When I’m staying at John’s shack and drifting off to sleep after a long but probably engrossing day on the lakes of Tasmania’s Central Plateau, the last thing I usually hear is the hiss of Great Lake; the sound of almost permanent waves rippling on the barren silt and rock shore a few hundred metres away. The hiss is also often the first thing I hear as I stir in a warm bunk at dawn. It’s odd, because the shack is built in a hollow on the eastern side of a high ridge and it is often sheltered from the wind that ruffles the lake. Motionless branches, yet wind-driven waves so close.
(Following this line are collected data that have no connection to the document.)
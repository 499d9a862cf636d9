//! Post-production planning: a deterministic mapping from a quality
//! assessment to named corrective operations.
//!
//! No pixels are touched here — the plan is handed to the external
//! renderer. Corrective magnitudes are proportional to how far each
//! metric fell below its threshold; the vignette/grain polish pass is
//! always enabled.

use serde::{Deserialize, Serialize};

use crate::quality::{QualityAssessment, METRIC_THRESHOLDS};

// ---------------------------------------------------------------------------
// Effect strength bounds
// ---------------------------------------------------------------------------

/// Smallest corrective strength worth sending to the renderer.
pub const MIN_EFFECT_STRENGTH: f64 = 0.05;
/// Largest corrective strength the renderer accepts.
pub const MAX_EFFECT_STRENGTH: f64 = 0.6;

// ---------------------------------------------------------------------------
// Plan
// ---------------------------------------------------------------------------

/// Named corrective operations for the external renderer. Optional
/// magnitudes are normalized strengths in
/// `[MIN_EFFECT_STRENGTH, MAX_EFFECT_STRENGTH]`.
#[derive(Debug, Clone, Default, PartialEq, Serialize, Deserialize)]
pub struct PostProductionPlan {
    pub vignette: bool,
    pub grain: bool,
    pub brightness_lift: Option<f64>,
    pub contrast_boost: Option<f64>,
    pub saturation_boost: Option<f64>,
    pub sharpen: Option<f64>,
}

impl PostProductionPlan {
    /// Names of the operations this plan enables, in a fixed order.
    pub fn applied_effects(&self) -> Vec<String> {
        let mut effects = Vec::new();
        if self.vignette {
            effects.push("vignette".to_string());
        }
        if self.grain {
            effects.push("grain".to_string());
        }
        if self.brightness_lift.is_some() {
            effects.push("brightness_lift".to_string());
        }
        if self.contrast_boost.is_some() {
            effects.push("contrast_boost".to_string());
        }
        if self.saturation_boost.is_some() {
            effects.push("saturation_boost".to_string());
        }
        if self.sharpen.is_some() {
            effects.push("sharpen".to_string());
        }
        effects
    }
}

// ---------------------------------------------------------------------------
// Planning
// ---------------------------------------------------------------------------

/// Derive a plan from an assessment.
///
/// Each metric below its low threshold enables the matching corrective
/// with a strength proportional to the deficit. The polish pass
/// (vignette + grain) is always on, issues or not.
pub fn plan_post_production(assessment: &QualityAssessment) -> PostProductionPlan {
    let metrics = &assessment.metrics;
    PostProductionPlan {
        vignette: true,
        grain: true,
        brightness_lift: corrective("brightness", metrics.brightness),
        contrast_boost: corrective("contrast", metrics.contrast),
        saturation_boost: corrective("saturation", metrics.saturation),
        sharpen: corrective("sharpness", metrics.sharpness),
    }
}

/// Strength for one metric: `None` when the metric is absent or at or
/// above its threshold, otherwise the clamped deficit fraction.
fn corrective(metric: &str, value: Option<f64>) -> Option<f64> {
    let value = value?;
    let threshold = METRIC_THRESHOLDS.iter().find(|t| t.metric == metric)?;
    if value >= threshold.low {
        return None;
    }
    Some(((threshold.low - value) / 100.0).clamp(MIN_EFFECT_STRENGTH, MAX_EFFECT_STRENGTH))
}

// ---------------------------------------------------------------------------
// Tests
// ---------------------------------------------------------------------------

#[cfg(test)]
mod tests {
    use super::*;
    use crate::quality::{assess, ImageMetrics};

    #[test]
    fn polish_pass_always_enabled() {
        let plan = plan_post_production(&assess(&ImageMetrics::default()));
        assert!(plan.vignette);
        assert!(plan.grain);
        assert_eq!(plan.applied_effects(), vec!["vignette", "grain"]);
    }

    #[test]
    fn low_contrast_enables_proportional_boost() {
        let metrics = ImageMetrics {
            contrast: Some(15.0),
            ..Default::default()
        };
        let plan = plan_post_production(&assess(&metrics));
        // Deficit of 20 points below the 35 threshold -> 0.2 strength.
        assert_eq!(plan.contrast_boost, Some(0.2));
    }

    #[test]
    fn larger_deficit_yields_stronger_correction() {
        let mild = plan_post_production(&assess(&ImageMetrics {
            brightness: Some(35.0),
            ..Default::default()
        }));
        let severe = plan_post_production(&assess(&ImageMetrics {
            brightness: Some(5.0),
            ..Default::default()
        }));
        assert!(severe.brightness_lift.unwrap() > mild.brightness_lift.unwrap());
    }

    #[test]
    fn strength_is_clamped_to_bounds() {
        let plan = plan_post_production(&assess(&ImageMetrics {
            brightness: Some(39.9),
            ..Default::default()
        }));
        assert_eq!(plan.brightness_lift, Some(MIN_EFFECT_STRENGTH));
    }

    #[test]
    fn healthy_metrics_get_polish_only() {
        let metrics = ImageMetrics {
            brightness: Some(80.0),
            contrast: Some(75.0),
            saturation: Some(70.0),
            sharpness: Some(90.0),
            composition: Some(85.0),
        };
        let plan = plan_post_production(&assess(&metrics));
        assert_eq!(plan.applied_effects(), vec!["vignette", "grain"]);
    }

    #[test]
    fn planning_is_deterministic() {
        let metrics = ImageMetrics {
            brightness: Some(20.0),
            contrast: Some(20.0),
            ..Default::default()
        };
        let assessment = assess(&metrics);
        assert_eq!(plan_post_production(&assessment), plan_post_production(&assessment));
    }
}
However, on those rare occasions when the lake is silent at daybreak, it means calm water and midges, and good-sized browns and rainbows sipping in the dimly-lit slicks. In this case, Jim, just up the road, will have already launched his boat in anticipation, beginning the hunt in semi-darkness. And if I haven’t already heard my brother’s 6 foot 5 inches trying to sneak around the shack and out onto the veranda, I will soon. Mark is an early riser by nature and if he’s ever missed a midge hatch while we’re staying at the shack, I don’t know about it. Unlike Jim, Mark likes to walk to the lake and wade out to the risers. Certainly, some will be beyond even his big cast, but there will be enough that can be covered on foot.
When I hear the first dull footsteps and maybe the sound of the kettle, I’ll think about joining Mark on the lake. But mostly I’ll drift off again, to no doubt be told of the superb action I’ve missed when I’m having breakfast and Mark returns. When he reports on the amazing midge fishing (it’s always extra amazing when you’re not there), I may feel just a twinge of guilt for not going, although it will quickly be replaced by the knowledge that the days are long in summer in Tassie, and there will be many more hours of chances.
But now I’m side-tracked by the fishing and I have to pull back to continue talking about the shack. It’s small, but it’s solid and most importantly, snug. Even in summer, we often get a snowfall or a frost, so a warm, weatherproof retreat is invaluable. While I can easily get immersed in the raw beauty of fishing a highland lake in a blizzard, stepping out of a dripping jacket and waders, and into the shelter of the shack, has its own charm. It is time to have a seat, a hot drink and a snack while the local fallow deer and the wallabies, seemingly immune to the weather, graze outside.
I go to Tassie to fish, but really bad weather delaying a start, or an early finish after a brilliant day of fishing (two polar ends of the spectrum), might see the shack as a social hub for an hour or so. One of the charms of the shack is its proximity to many friends who have also fallen for the delights of shack life (some lucky ones for weeks or even months on end) and who are only a short walk away through the tussocks and gnarled gums. We visit them or they visit us and there is plenty of dissection of recent sessions on the water, and even more talk about what lies in store. The past is certainty, but the future is possibility!
I’ve never been much of a communal fisher, usually preferring the company of one or two like-minded (read keen) anglers, over what John Gierach describes as ‘a committee’. However, shack life gives me a glimpse of the appeal of this more social way of fishing. With no conscious effort, the shack community is exactly that. Break a rod, ding a reel or spring a wader leak, and your many neighbours will leap to mend or replace the item. It goes without saying that you will always walk in the door to a cuppa or something more convivial; depending on the time of day. But I’ve also learnt not to be surprised by the impromptu offer of a meal.
As I write, the shack is sitting there empty and perhaps just a touch lonely to look at. Yet by tomorrow night, the stove will be lit, the lights will be on, and hopefully the first of many fishing stories will be being told.